EXERCISE INSTRUCTIONS: In the entries below, find the line with "out.insert(tag.to_owned());" and the line with "let same_level = hierarchy.level_for_tag(a)". Reproduce those two lines and every line between them exactly, and nothing more.

GIVEN RECORDS:
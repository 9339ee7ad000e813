//! Hierarchical tag matching (spec §4.2).
//!
//! A [`TagHierarchy`] declares an ordered set of level names (most general
//! first) plus short aliases for them. [`TagMatchingEngine`] scores how well
//! a tool's tags align with a caller's query tags under that hierarchy.

use std::collections::{BTreeMap, BTreeSet};

use serde::{Deserialize, Serialize};

use crate::tool_record::{RetrievalResultItem, ToolRecord};

/// An ordered hierarchy of tag levels plus alias shorthands.
#[derive(Debug, Clone, Serialize, Deserialize)]
pub struct TagHierarchy {
    /// Level names, most general to most specific.
    pub levels: Vec<String>,
    /// Short alias → canonical level name.
    pub aliases: BTreeMap<String, String>,
}

impl Default for TagHierarchy {
    fn default() -> Self {
        let mut aliases = BTreeMap::new();
        aliases.insert("cat".to_owned(), "category".to_owned());
        aliases.insert("subcat".to_owned(), "subcategory".to_owned());
        Self {
            levels: vec!["category".into(), "subcategory".into(), "tag".into()],
            aliases,
        }
    }
}

impl TagHierarchy {
    fn is_canonical_level(&self, s: &str) -> bool {
        self.levels.iter().any(|l| l == s)
    }

    fn canonical_for_alias(&self, s: &str) -> Option<&str> {
        self.aliases.get(s).map(String::as_str)
    }

    fn aliases_for_canonical<'a>(&'a self, canonical: &'a str) -> impl Iterator<Item = &'a str> {
        self.aliases
            .iter()
            .filter(move |(_, v)| v == canonical)
            .map(|(k, _)| k.as_str())
    }

    /// Splits a tag into its `(level_or_alias, value)` parts if it contains
    /// a `prefix:value` colon, else `None`.
    fn split_prefix(tag: &str) -> Option<(&str, &str)> {
        tag.split_once(':')
    }

    /// Expands a single tag into the deduplicated set of equivalent forms
    /// under this hierarchy's aliases (spec §4.2 "Alias expansion").
    #[must_use]
    pub fn expand_aliases(&self, tag: &str) -> BTreeSet<String> {
        let mut out = BTreeSet::new();
        out.insert(tag.to_owned());

        if let Some((prefix, value)) = Self::split_prefix(tag) {
            if let Some(canonical) = self.canonical_for_alias(prefix) {
                out.insert(format!("{canonical}:{value}"));
            } else if self.is_canonical_level(prefix) {
                for alias in self.aliases_for_canonical(prefix) {
                    out.insert(format!("{alias}:{value}"));
                }
            }
        } else if let Some(canonical) = self.canonical_for_alias(tag) {
            out.insert(canonical.to_owned());
        } else if self.is_canonical_level(tag) {
            for alias in self.aliases_for_canonical(tag) {
                out.insert(alias.to_owned());
            }
        }

        out
    }

    /// Resolves the level name for a bare or `prefix:value` tag: the
    /// canonical level if the prefix is one or maps to one via alias,
    /// otherwise the default `"tag"` level.
    #[must_use]
    pub fn level_for_tag(&self, tag: &str) -> String {
        let prefix = Self::split_prefix(tag).map(|(p, _)| p).unwrap_or(tag);
        if self.is_canonical_level(prefix) {
            prefix.to_owned()
        } else if let Some(canonical) = self.canonical_for_alias(prefix) {
            canonical.to_owned()
        } else {
            "tag".to_owned()
        }
    }
}

/// The outcome of matching one tool's tags against a set of query tags.
#[derive(Debug, Clone, Serialize, Deserialize)]
pub struct TagMatchResult {
    /// Tool id.
    pub id: String,
    /// Overall averaged score across query tags.
    pub score: f64,
    /// Whether the score meets the configured minimum.
    pub matched: bool,
    /// The tool-side tag of the best-scoring pair, if any.
    pub tag: Option<String>,
    /// The hierarchy level of that best tag.
    pub level: Option<String>,
    /// The query-side tag the best match was expanded from, when alias
    /// expansion was what produced the match.
    pub expanded_from: Option<String>,
}

/// Scores alignment between query tags and tool tags under a hierarchy.
pub struct TagMatchingEngine {
    hierarchy: TagHierarchy,
    min_score: f64,
    enable_aliases: bool,
}

fn pair_score(hierarchy: &TagHierarchy, a: &str, b: &str) -> f64 {
    if a == b {
        return 1.0;
    }
    let same_level = hierarchy.level_for_tag(a) == hierarchy.level_for_tag(b);
    if same_level && a.to_ascii_lowercase() == b.to_ascii_lowercase() {
        return 0.8;
    }
    if a.starts_with(b) || b.starts_with(a) {
        return 0.6;
    }
    0.0
}

impl TagMatchingEngine {
    /// Builds an engine over the given hierarchy with the given minimum
    /// score threshold.
    #[must_use]
    pub fn new(hierarchy: TagHierarchy, min_score: f64, enable_aliases: bool) -> Self {
        Self {
            hierarchy,
            min_score,
            enable_aliases,
        }
    }

    fn candidate_forms(&self, tag: &str) -> BTreeSet<String> {
        if self.enable_aliases {
            self.hierarchy.expand_aliases(tag)
        } else {
            let mut s = BTreeSet::new();
            s.insert(tag.to_owned());
            s
        }
    }

    /// Scores one tool's tags against the query tags (spec §4.2 "Per-query-
    /// tag matching"). Empty `query_tags` always yields a zero, unmatched
    /// result (spec §8 testable property).
    #[must_use]
    pub fn match_single_tool(&self, tool_id: &str, tool_tags: &[String], query_tags: &[String]) -> TagMatchResult {
        if query_tags.is_empty() {
            return TagMatchResult {
                id: tool_id.to_owned(),
                score: 0.0,
                matched: false,
                tag: None,
                level: None,
                expanded_from: None,
            };
        }

        let tool_forms: Vec<(String, BTreeSet<String>)> = tool_tags
            .iter()
            .map(|t| (t.clone(), self.candidate_forms(t)))
            .collect();

        let mut total = 0.0;
        let mut best_overall: Option<(f64, String, Option<String>)> = None;

        for qtag in query_tags {
            let qforms = self.candidate_forms(qtag);
            let mut best_for_qtag = 0.0_f64;
            let mut best_tool_tag: Option<String> = None;
            let mut best_expanded_from: Option<String> = None;

            for (tool_tag, tforms) in &tool_forms {
                for qform in &qforms {
                    for tform in tforms {
                        let s = pair_score(&self.hierarchy, qform, tform);
                        if s > best_for_qtag {
                            best_for_qtag = s;
                            best_tool_tag = Some(tool_tag.clone());
                            best_expanded_from = if qform != qtag { Some(qtag.clone()) } else { None };
                        }
                    }
                }
            }

            total += best_for_qtag;

            if best_overall.as_ref().map(|(s, ..)| best_for_qtag > *s).unwrap_or(true) {
                if let Some(tag) = &best_tool_tag {
                    best_overall = Some((best_for_qtag, tag.clone(), best_expanded_from.clone()));
                }
            }
        }

        let score = total / query_tags.len() as f64;
        let (tag, level, expanded_from) = match best_overall {
            Some((_, tag, expanded_from)) => {
                let level = self.hierarchy.level_for_tag(&tag);
                (Some(tag), Some(level), expanded_from)
            }
            None => (None, None, None),
        };

        TagMatchResult {
            id: tool_id.to_owned(),
            score,
            matched: score >= self.min_score,
            tag,
            level,
            expanded_from,
        }
    }

    /// Scores a tool record against query tags.
    #[must_use]
    pub fn match_single_record(&self, tool: &ToolRecord, query_tags: &[String]) -> TagMatchResult {
        self.match_single_tool(&tool.id, &tool.tags, query_tags)
    }

    /// Scores every candidate against the query tags (spec §4.2
    /// `match_tags`).
    #[must_use]
    pub fn match_tags(&self, query_tags: &[String], candidates: &[RetrievalResultItem]) -> Vec<TagMatchResult> {
        candidates
            .iter()
            .map(|c| self.match_single_tool(&c.id, &c.tags, query_tags))
            .collect()
    }

    /// The bare `calculate_tag_score` operation from spec §4.2, exposed
    /// standalone for callers that only need the number.
    #[must_use]
    pub fn calculate_tag_score(&self, tool_tags: &[String], query_tags: &[String]) -> f64 {
        self.match_single_tool("", tool_tags, query_tags).score
    }
}

#[cfg(test)]
mod tests {
    use super::*;

    fn hierarchy() -> TagHierarchy {
        TagHierarchy::default()
    }

    #[test]
    fn empty_query_tags_never_match() {
        let engine = TagMatchingEngine::new(hierarchy(), 0.5, true);
        let result = engine.match_single_tool("t1", &["category:file".into()], &[]);
        assert!(!result.matched);
        assert_eq!(result.score, 0.0);
    }

    #[test]
    fn alias_expansion_seed_scenario() {
        // spec §8 seed scenario 5
        let engine = TagMatchingEngine::new(hierarchy(), 0.5, true);
        let result = engine.match_single_tool("t1", &["category:file".into()], &["cat:file".into()]);
        assert_eq!(result.score, 1.0);
        assert!(result.matched);
        assert_eq!(result.expanded_from.as_deref(), Some("cat:file"));
        assert_eq!(result.level.as_deref(), Some("category"));
    }

    #[test]
    fn exact_match_scores_one() {
        let engine = TagMatchingEngine::new(hierarchy(), 0.5, true);
        let result = engine.match_single_tool("t1", &["file".into()], &["file".into()]);
        assert_eq!(result.score, 1.0);
    }

    #[test]
    fn same_level_case_insensitive_scores_point_eight() {
        let engine = TagMatchingEngine::new(hierarchy(), 0.5, true);
        let result = engine.match_single_tool("t1", &["category:File".into()], &["category:file".into()]);
        assert_eq!(result.score, 0.8);
    }

    #[test]
    fn prefix_match_scores_point_six() {
        let engine = TagMatchingEngine::new(hierarchy(), 0.5, true);
        let result = engine.match_single_tool("t1", &["filesystem".into()], &["file".into()]);
        assert_eq!(result.score, 0.6);
    }

    #[test]
    fn no_match_scores_zero() {
        let engine = TagMatchingEngine::new(hierarchy(), 0.5, true);
        let result = engine.match_single_tool("t1", &["network".into()], &["file".into()]);
        assert_eq!(result.score, 0.0);
        assert!(!result.matched);
    }

    #[test]
    fn overall_score_averages_across_query_tags() {
        let engine = TagMatchingEngine::new(hierarchy(), 0.5, true);
        let result = engine.match_single_tool("t1", &["file".into()], &["file".into(), "network".into()]);
        assert_eq!(result.score, 0.5);
    }

    #[test]
    fn expand_aliases_bare_canonical_yields_alias() {
        let h = hierarchy();
        let expanded = h.expand_aliases("category");
        assert!(expanded.contains("category"));
        assert!(expanded.contains("cat"));
    }

    #[test]
    fn expand_aliases_bare_alias_yields_canonical() {
        let h = hierarchy();
        let expanded = h.expand_aliases("cat");
        assert!(expanded.contains("cat"));
        assert!(expanded.contains("category"));
    }

    #[test]
    fn expand_aliases_unrelated_token_is_identity() {
        let h = hierarchy();
        let expanded = h.expand_aliases("file");
        assert_eq!(expanded.len(), 1);
        assert!(expanded.contains("file"));
    }

    #[test]
    fn disabled_aliases_prevents_cross_form_matches() {
        let engine = TagMatchingEngine::new(hierarchy(), 0.5, false);
        let result = engine.match_single_tool("t1", &["category:file".into()], &["cat:file".into()]);
        assert_eq!(result.score, 0.0);
    }

    #[test]
    fn match_tags_scores_each_candidate() {
        let engine = TagMatchingEngine::new(hierarchy(), 0.5, true);
        let candidates = vec![
            RetrievalResultItem {
                id: "a".into(),
                score: 0.0,
                method: crate::tool_record::RetrievalMethod::Tag,
                name: None,
                description: None,
                tags: vec!["file".into()],
                tool_type: None,
                path: None,
                version: None,
                metadata: None,
            },
            RetrievalResultItem {
                id: "b".into(),
                score: 0.0,
                method: crate::tool_record::RetrievalMethod::Tag,
                name: None,
                description: None,
                tags: vec!["network".into()],
                tool_type: None,
                path: None,
                version: None,
                metadata: None,
            },
        ];
        let results = engine.match_tags(&["file".into()], &candidates);
        assert_eq!(results.len(), 2);
        assert!(results[0].matched);
        assert!(!results[1].matched);
    }

    #[test]
    fn calculate_tag_score_matches_match_single_tool() {
        let engine = TagMatchingEngine::new(hierarchy(), 0.5, true);
        let score = engine.calculate_tag_score(&["file".into()], &["file".into()]);
        assert_eq!(score, 1.0);
    }
}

OUTPUT:
        out.insert(tag.to_owned());

        if let Some((prefix, value)) = Self::split_prefix(tag) {
            if let Some(canonical) = self.canonical_for_alias(prefix) {
                out.insert(format!("{canonical}:{value}"));
            } else if self.is_canonical_level(prefix) {
                for alias in self.aliases_for_canonical(prefix) {
                    out.insert(format!("{alias}:{value}"));
                }
            }
        } else if let Some(canonical) = self.canonical_for_alias(tag) {
            out.insert(canonical.to_owned());
        } else if self.is_canonical_level(tag) {
            for alias in self.aliases_for_canonical(tag) {
                out.insert(alias.to_owned());
            }
        }

        out
    }

    /// Resolves the level name for a bare or `prefix:value` tag: the
    /// canonical level if the prefix is one or maps to one via alias,
    /// otherwise the default `"tag"` level.
    #[must_use]
    pub fn level_for_tag(&self, tag: &str) -> String {
        let prefix = Self::split_prefix(tag).map(|(p, _)| p).unwrap_or(tag);
        if self.is_canonical_level(prefix) {
            prefix.to_owned()
        } else if let Some(canonical) = self.canonical_for_alias(prefix) {
            canonical.to_owned()
        } else {
            "tag".to_owned()
        }
    }
}

/// The outcome of matching one tool's tags against a set of query tags.
#[derive(Debug, Clone, Serialize, Deserialize)]
pub struct TagMatchResult {
    /// Tool id.
    pub id: String,
    /// Overall averaged score across query tags.
    pub score: f64,
    /// Whether the score meets the configured minimum.
    pub matched: bool,
    /// The tool-side tag of the best-scoring pair, if any.
    pub tag: Option<String>,
    /// The hierarchy level of that best tag.
    pub level: Option<String>,
    /// The query-side tag the best match was expanded from, when alias
    /// expansion was what produced the match.
    pub expanded_from: Option<String>,
}

/// Scores alignment between query tags and tool tags under a hierarchy.
pub struct TagMatchingEngine {
    hierarchy: TagHierarchy,
    min_score: f64,
    enable_aliases: bool,
}

fn pair_score(hierarchy: &TagHierarchy, a: &str, b: &str) -> f64 {
    if a == b {
        return 1.0;
    }
    let same_level = hierarchy.level_for_tag(a) == hierarchy.level_for_tag(b);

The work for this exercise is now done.